▶ How to complete this task
Please quote exactly the lines below from the line containing "let norm = self.norm();" to the line containing "impl fmt::Display for Point", both lines included, and nothing else.

══ Data records

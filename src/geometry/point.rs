//! Points and vectors in 3D space

use std::fmt;
use std::ops::{Add, Mul, Neg, Sub};

use crate::config::EPSILON;

/// A position in 3D space
///
/// Equality is exact. Two points computed along different routes are only
/// equal if they are bit-identical, which is what chain matching in the
/// stitcher relies on.
#[derive(Debug, Clone, Copy, PartialEq, Default)]
pub struct Point {
    /// X coordinate
    pub x: f64,
    /// Y coordinate
    pub y: f64,
    /// Z coordinate
    pub z: f64,
}

/// A direction or displacement in 3D space
#[derive(Debug, Clone, Copy, PartialEq, Default)]
pub struct Vector {
    /// X component
    pub x: f64,
    /// Y component
    pub y: f64,
    /// Z component
    pub z: f64,
}

impl Point {
    /// Create a new point
    pub const fn new(x: f64, y: f64, z: f64) -> Self {
        Self { x, y, z }
    }

    /// Euclidean distance to another point
    pub fn distance(&self, other: &Point) -> f64 {
        (*other - *self).norm()
    }

    /// Point halfway between `self` and `other`
    pub fn midpoint(&self, other: &Point) -> Point {
        Point::new(
            (self.x + other.x) / 2.0,
            (self.y + other.y) / 2.0,
            (self.z + other.z) / 2.0,
        )
    }

    /// Linear interpolation, `t = 0` at `self` and `t = 1` at `other`
    pub fn lerp(&self, other: &Point, t: f64) -> Point {
        *self + (*other - *self) * t
    }

    /// Whether all coordinates are finite
    pub fn is_finite(&self) -> bool {
        self.x.is_finite() && self.y.is_finite() && self.z.is_finite()
    }

    /// Lexicographic comparison on (x, y, z)
    pub(crate) fn lex_lt(&self, other: &Point) -> bool {
        (self.x, self.y, self.z) < (other.x, other.y, other.z)
    }
}

impl Vector {
    /// Create a new vector
    pub const fn new(x: f64, y: f64, z: f64) -> Self {
        Self { x, y, z }
    }

    /// Unit vector along +Z
    pub const fn up() -> Self {
        Self::new(0.0, 0.0, 1.0)
    }

    /// Dot product
    pub fn dot(&self, other: &Vector) -> f64 {
        self.x * other.x + self.y * other.y + self.z * other.z
    }

    /// Cross product
    pub fn cross(&self, other: &Vector) -> Vector {
        Vector::new(
            self.y * other.z - self.z * other.y,
            self.z * other.x - self.x * other.z,
            self.x * other.y - self.y * other.x,
        )
    }

    /// Squared length
    pub fn norm_squared(&self) -> f64 {
        self.dot(self)
    }

    /// Length
    pub fn norm(&self) -> f64 {
        self.norm_squared().sqrt()
    }

    /// Unit vector in the same direction
    ///
    /// Returns `None` when the length is below [`EPSILON`].
    pub fn normalized(&self) -> Option<Vector> {
        let norm = self.norm();
        if norm < EPSILON {
            None
        } else {
            Some(*self * (1.0 / norm))
        }
    }
}

impl Sub for Point {
    type Output = Vector;

    fn sub(self, rhs: Point) -> Vector {
        Vector::new(self.x - rhs.x, self.y - rhs.y, self.z - rhs.z)
    }
}

impl Add<Vector> for Point {
    type Output = Point;

    fn add(self, rhs: Vector) -> Point {
        Point::new(self.x + rhs.x, self.y + rhs.y, self.z + rhs.z)
    }
}

impl Sub<Vector> for Point {
    type Output = Point;

    fn sub(self, rhs: Vector) -> Point {
        Point::new(self.x - rhs.x, self.y - rhs.y, self.z - rhs.z)
    }
}

impl Add for Vector {
    type Output = Vector;

    fn add(self, rhs: Vector) -> Vector {
        Vector::new(self.x + rhs.x, self.y + rhs.y, self.z + rhs.z)
    }
}

impl Sub for Vector {
    type Output = Vector;

    fn sub(self, rhs: Vector) -> Vector {
        Vector::new(self.x - rhs.x, self.y - rhs.y, self.z - rhs.z)
    }
}

impl Mul<f64> for Vector {
    type Output = Vector;

    fn mul(self, rhs: f64) -> Vector {
        Vector::new(self.x * rhs, self.y * rhs, self.z * rhs)
    }
}

impl Neg for Vector {
    type Output = Vector;

    fn neg(self) -> Vector {
        Vector::new(-self.x, -self.y, -self.z)
    }
}

impl fmt::Display for Point {
    fn fmt(&self, f: &mut fmt::Formatter<'_>) -> fmt::Result {
        write!(f, "({}, {}, {})", self.x, self.y, self.z)
    }
}

impl fmt::Display for Vector {
    fn fmt(&self, f: &mut fmt::Formatter<'_>) -> fmt::Result {
        write!(f, "({}, {}, {})", self.x, self.y, self.z)
    }
}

════

▶ Result for this exercise
        let norm = self.norm();
        if norm < EPSILON {
            None
        } else {
            Some(*self * (1.0 / norm))
        }
    }
}

impl Sub for Point {
    type Output = Vector;

    fn sub(self, rhs: Point) -> Vector {
        Vector::new(self.x - rhs.x, self.y - rhs.y, self.z - rhs.z)
    }
}

impl Add<Vector> for Point {
    type Output = Point;

    fn add(self, rhs: Vector) -> Point {
        Point::new(self.x + rhs.x, self.y + rhs.y, self.z + rhs.z)
    }
}

impl Sub<Vector> for Point {
    type Output = Point;

    fn sub(self, rhs: Vector) -> Point {
        Point::new(self.x - rhs.x, self.y - rhs.y, self.z - rhs.z)
    }
}

impl Add for Vector {
    type Output = Vector;

    fn add(self, rhs: Vector) -> Vector {
        Vector::new(self.x + rhs.x, self.y + rhs.y, self.z + rhs.z)
    }
}

impl Sub for Vector {
    type Output = Vector;

    fn sub(self, rhs: Vector) -> Vector {
        Vector::new(self.x - rhs.x, self.y - rhs.y, self.z - rhs.z)
    }
}

impl Mul<f64> for Vector {
    type Output = Vector;

    fn mul(self, rhs: f64) -> Vector {
        Vector::new(self.x * rhs, self.y * rhs, self.z * rhs)
    }
}

impl Neg for Vector {
    type Output = Vector;

    fn neg(self) -> Vector {
        Vector::new(-self.x, -self.y, -self.z)
    }
}

impl fmt::Display for Point {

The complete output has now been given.